Expanding Medicare could cut costs, offer health care for all

The Sun's article "Medicare HMO to freeze rolls" (June 17), which noted that CareFirst intends to join other insurers in cutting the elderly from its rolls, makes more evident the fraud that for-profit HMOs have foisted on our society.

As long as these HMOs could cherry-pick enrollees, taking only those least likely to require medical care (such as younger workers), they were hailed as the answer to our health-care cost dilemma.

Their CEOs, other nonmedical administrators and stockholders walked off with obscene sums as compensation.

But when the HMOs were pushed into accepting the Medicare population that naturally required more care, they began experiencing the losses anyone familiar with the system could have predicted.

The United States spends almost 15 percent of our gross national product (GNP) for medical care, yet millions remain uninsured. Canada and other advanced nations use about 10 percent of GNP for health care and cover all citizens.

I've never been an advocate of big government. However, the Medicare program is one of its more successful ventures.

Even including the fraud that has been exposed in Medicare, its administrative costs are significantly lower than that of our presently floundering private system.

A logical first major step in providing all citizens adequate medical care would be to enlarge the Medicare program to include everyone.

Dr. Marion Friedman


Shortage of nurses cuts quality of care

Who's surprised about the "most intensive nursing shortages in 40 years" ("Nurse shortage puts strain on hospitals," June 19)? This has been coming for years and hospitals are its cause.

I've been an active registered nurse for more than 25 years and, although I loved working in intensive care, I'd never go back to hospital nursing as it is now.

My nursing friends are leaving hospital positions in droves because the patients are sicker, the nurse-to-patient ratios get worse and worse, the older, more experienced (higher salaried) nurses are let go to be replaced by less expensive, younger (less experienced) nurses or technicians or the positions are not filled at all.

The stress of not being able to deliver the kind of nursing care that made us want to become nurses, because of a lack of staffing, is the heartbreaking reality.

Just ask any nurse where she or he will be if a family member needs to be hospitalized -- at the relatives' bedside to be sure all their needs are met.

Penny Brown

Bel Air

A message about prison that could scare kids straight

Ricky Williams' splendid column "Prison is really `a living hell'" (Opinion

Commentary, June 19) told a heart-wrenching story.

It could be a valuable teaching tool and should be used by all community leaders.

If groups could be invited to listen to the message contained in the article, I'm reasonably sure a number of people could be convinced they are now following the wrong path -- a path of destruction -- and that change can save them from a life of misery.

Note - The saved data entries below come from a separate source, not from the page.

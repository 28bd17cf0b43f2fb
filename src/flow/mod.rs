pub mod event;
pub mod selector;
pub mod step;
pub mod template;

pub use event::AssertedEvent;
pub use selector::{SelectorFamily, SelectorSpec};
pub use step::{Action, CountOperator, Step, DEFAULT_STEP_TIMEOUT_MS};
pub use template::{preprocess, Inputs};

use crate::Result;
use serde::Deserialize;
use serde_json::Value;
use std::path::Path;

/// A recorded user flow.
#[derive(Debug, Clone, Deserialize)]
pub struct Flow {
    /// Recording title (optional).
    pub title: Option<String>,

    /// Description of the inputs the flow expects. Surfaced as-is, never validated.
    pub input_schema: Option<Value>,

    /// Steps, replayed in order.
    #[serde(default)]
    pub steps: Vec<Step>,
}

impl Flow {
    /// Load a flow from a JSON file.
    pub fn load<P: AsRef<Path>>(path: P) -> Result<Self> {
        Self::load_with_inputs(path, &Inputs::new())
    }

    /// Load a flow from a JSON file, substituting inputs first.
    pub fn load_with_inputs<P: AsRef<Path>>(path: P, inputs: &Inputs) -> Result<Self> {
        let content = std::fs::read_to_string(path.as_ref())?;
        Self::parse_with_inputs(&content, inputs)
    }

    /// Parse a flow from JSON text (no inputs).
    pub fn parse(json: &str) -> Result<Self> {
        Ok(serde_json::from_str(json)?)
    }

    /// Parse a flow from JSON text after placeholder substitution.
    pub fn parse_with_inputs(json: &str, inputs: &Inputs) -> Result<Self> {
        Self::parse(&preprocess(json, inputs))
    }

    /// Width and height of the first `setViewport` step, if any.
    pub fn initial_viewport(&self) -> Option<(u32, u32)> {
        self.steps.iter().find_map(|step| match &step.action {
            Action::SetViewport(a) => Some((a.width, a.height)),
            _ => None,
        })
    }
}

The message should be read from the pulpit, at group assemblies and by social service officials.

I would love to see an all-out effort to get the message out.

Richard G. McQuay


Death may be more humane than a `living hell' in prison

Ricky Williams wrote a very graphic description of what life is like in prison ("Prison is really `a living hell,'" Opinion

Commentary, June 19).

Does this not emphasize the fact that a gentle death by injection is much more humane than a long term in prison?

The Rev. E. Arthur Bonney

Seaford, Del.

Jackson has made himself a merchant worthy of respect

The Sun's insinuation that Kenny Jackson got preferential treatment and does not deserve what he has worked for is preposterous ("City's buyouts on west side include felons," June 4).

A lot of young black men grew up in east Baltimore, got into trouble as youngsters and were never able to pull themselves out of the hole that they dug.

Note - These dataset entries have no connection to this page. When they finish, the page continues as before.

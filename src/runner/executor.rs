use crate::flow::step::{
    ChangeAction, ClickAction, CloseAction, CustomStepAction, DoubleClickAction, HoverAction,
    InvalidAction, KeyDownAction, KeyUpAction, NavigateAction, ScrollAction, SetViewportAction,
    UnsupportedAction, WaitForElementAction, WaitForExpressionAction,
};
use crate::flow::{Action, Step};
use crate::page::{ElementRef, PageDriver};
use crate::{Error, Result};
use async_trait::async_trait;
use std::time::Duration;
use tracing::{debug, error, info};

/// Everything a step action needs while it runs.
pub struct StepContext<'a> {
    pub page: &'a dyn PageDriver,
    pub step: &'a Step,
    /// Zero-based position of the step in its flow.
    pub index: usize,
    /// Element picked by the selector resolver, if the step had selectors.
    pub element: Option<&'a ElementRef>,
    pub timeout: Duration,
}

impl StepContext<'_> {
    /// The resolved element, or the step's fatal "no valid selector" error.
    pub fn element(&self) -> Result<&ElementRef> {
        self.element
            .ok_or_else(|| selector_not_found(self.index, self.step))
    }
}

pub(crate) fn invalid_step(index: usize, invalid: &InvalidAction) -> Error {
    Error::ActionFailed(format!("step<{}>: {}", index, invalid.error))
}

pub(crate) fn selector_not_found(index: usize, step: &Step) -> Error {
    Error::SelectorNotFound {
        step: index,
        step_json: step.raw.to_string(),
    }
}

/// Behavior of one step kind. Each [`Action`] payload implements it.
#[async_trait]
pub trait StepAction: Send + Sync {
    /// Whether the step cannot run without a resolved element.
    fn requires_element(&self) -> bool {
        false
    }

    async fn execute(&self, ctx: &StepContext<'_>) -> Result<()>;
}

impl Action {
    /// The behavior attached to this step kind.
    pub fn as_step_action(&self) -> &dyn StepAction {
        match self {
            Self::Navigate(a) => a,
            Self::Close(a) => a,
            Self::SetViewport(a) => a,
            Self::Click(a) => a,
            Self::DoubleClick(a) => a,
            Self::Hover(a) => a,
            Self::Scroll(a) => a,
            Self::Change(a) => a,
            Self::KeyDown(a) => a,
            Self::KeyUp(a) => a,
            Self::WaitForElement(a) => a,
            Self::WaitForExpression(a) => a,
            Self::CustomStep(a) => a,
            Self::Unsupported(a) => a,
            Self::Invalid(a) => a,
        }
    }
}

/// Run a step's action against the page.
pub async fn execute(
    page: &dyn PageDriver,
    step: &Step,
    index: usize,
    element: Option<&ElementRef>,
) -> Result<()> {
    let ctx = StepContext {
        page,
        step,
        index,
        element,
        timeout: Duration::from_millis(step.timeout_ms),
    };
    let action = step.action.as_step_action();
    if action.requires_element() && element.is_none() {
        return Err(selector_not_found(index, step));
    }
    action.execute(&ctx).await
}

#[async_trait]
impl StepAction for NavigateAction {
    async fn execute(&self, ctx: &StepContext<'_>) -> Result<()> {
        info!("navigate: {}", self.url);
        ctx.page.goto(&self.url, ctx.timeout).await
    }
}

#[async_trait]
impl StepAction for CloseAction {
    async fn execute(&self, ctx: &StepContext<'_>) -> Result<()> {
        info!("close");
        ctx.page.close().await
    }
}

#[async_trait]
impl StepAction for SetViewportAction {
    async fn execute(&self, ctx: &StepContext<'_>) -> Result<()> {
        info!("set_viewport: {}x{}", self.width, self.height);
        // Device emulation is recorded but not applied; only the size changes.
        debug!(
            "set_viewport: ignoring deviceScaleFactor={:?} isMobile={:?} hasTouch={:?} isLandscape={:?}",
            self.device_scale_factor, self.is_mobile, self.has_touch, self.is_landscape
        );
        ctx.page.set_viewport(self.width, self.height).await
    }
}

#[async_trait]
impl StepAction for ClickAction {
    fn requires_element(&self) -> bool {
        true
    }

    async fn execute(&self, ctx: &StepContext<'_>) -> Result<()> {
        let element = ctx.element()?;
        info!(
            "click: {} at ({}, {})",
            element.selector, self.offset_x, self.offset_y
        );
        ctx.page
            .click(element, self.offset_x, self.offset_y, 1, ctx.timeout)
            .await
    }
}

#[async_trait]
impl StepAction for DoubleClickAction {
    fn requires_element(&self) -> bool {
        true
    }

    async fn execute(&self, ctx: &StepContext<'_>) -> Result<()> {
        let element = ctx.element()?;
        info!(
            "double_click: {} at ({}, {})",
            element.selector, self.offset_x, self.offset_y
        );
        ctx.page
            .click(element, self.offset_x, self.offset_y, 2, ctx.timeout)
            .await
    }
}

#[async_trait]
impl StepAction for HoverAction {
    fn requires_element(&self) -> bool {
        true
    }

    async fn execute(&self, ctx: &StepContext<'_>) -> Result<()> {
        let element = ctx.element()?;
        info!("hover: {}", element.selector);
        ctx.page.hover(element, ctx.timeout).await
    }
}

#[async_trait]
impl StepAction for ScrollAction {
    async fn execute(&self, ctx: &StepContext<'_>) -> Result<()> {
        info!("scroll: to ({}, {})", self.x, self.y);
        ctx.page
            .evaluate(&format!("window.scrollTo({}, {})", self.x, self.y))
            .await?;
        Ok(())
    }
}

#[async_trait]
impl StepAction for ChangeAction {
    fn requires_element(&self) -> bool {
        true
    }

    async fn execute(&self, ctx: &StepContext<'_>) -> Result<()> {
        let element = ctx.element()?;
        info!("change: {} = '{}'", element.selector, self.value);
        ctx.page.fill(element, &self.value, ctx.timeout).await
    }
}

#[async_trait]
impl StepAction for KeyDownAction {
    async fn execute(&self, ctx: &StepContext<'_>) -> Result<()> {
        info!("key_down: {}", self.key);
        ctx.page.key_down(&self.key).await
    }
}

#[async_trait]
impl StepAction for KeyUpAction {
    async fn execute(&self, ctx: &StepContext<'_>) -> Result<()> {
        info!("key_up: {}", self.key);
        ctx.page.key_up(&self.key).await
    }
}

#[async_trait]
impl StepAction for WaitForElementAction {
    fn requires_element(&self) -> bool {
        true
    }

    async fn execute(&self, ctx: &StepContext<'_>) -> Result<()> {
        let selector = &ctx.element()?.selector;
        info!(
            "wait_for_element: {} {} {} (visible: {})",
            selector, self.operator, self.count, self.visible
        );
        ctx.page
            .wait_for_selector(selector, self.visible, ctx.timeout)
            .await?;
        ctx.page
            .wait_for_count(selector, self.operator, self.count, ctx.timeout)
            .await?;
        if !self.properties.is_empty() {
            debug!("wait_for_element: properties {:?}", self.properties);
            ctx.page
                .wait_for_properties(selector, &self.properties, ctx.timeout)
                .await?;
        }
        if !self.attributes.is_empty() {
            debug!("wait_for_element: attributes {:?}", self.attributes);
            ctx.page
                .wait_for_attributes(selector, &self.attributes, ctx.timeout)
                .await?;
        }
        Ok(())
    }
}

#[async_trait]
impl StepAction for WaitForExpressionAction {
    async fn execute(&self, ctx: &StepContext<'_>) -> Result<()> {
        info!(
            "wait_for_expression: {} ({}ms)",
            self.expression,
            ctx.timeout.as_millis()
        );
        ctx.page
            .wait_for_expression(&self.expression, ctx.timeout)
            .await
    }
}

#[async_trait]
impl StepAction for CustomStepAction {
    async fn execute(&self, _ctx: &StepContext<'_>) -> Result<()> {
        info!(
            "custom_step: {} with parameters {}",
            self.name.as_deref().unwrap_or("<unnamed>"),
            self.parameters
        );
        Ok(())
    }
}

#[async_trait]
impl StepAction for UnsupportedAction {
    async fn execute(&self, ctx: &StepContext<'_>) -> Result<()> {
        error!("step<{}>: unsupported action type: {}", ctx.index, self.kind);
        Ok(())
    }
}

#[async_trait]
impl StepAction for InvalidAction {
    async fn execute(&self, ctx: &StepContext<'_>) -> Result<()> {
        Err(invalid_step(ctx.index, self))
    }
}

Many spend their adult lives in jail or are killed on the streets of Baltimore.

Mr. Jackson got in trouble, paid his debt to society and for the past 10 years has not been charged or convicted of any wrongdoing.

During this time he has successfully operated the El Dorado Lounge. Mr. Jackson has worked hard to maintain a viable business and has proven to be an asset to the merchant community.

A dozen more Kenny Jackson's working on the west side would go a long way toward insuring this area's future redevelopment and success.

Milt Rosenbaum


The post office really does care about the community

The recent letter "The post office may be its own worst enemy" (June 16) critiqued the United States Postal Service (USPS) as being "indifferent" and advocated e-mail as an alternative.

While I agree that e-mail will speed certain correspondence, our experience with letter carriers refutes emphatically the reference to indifference.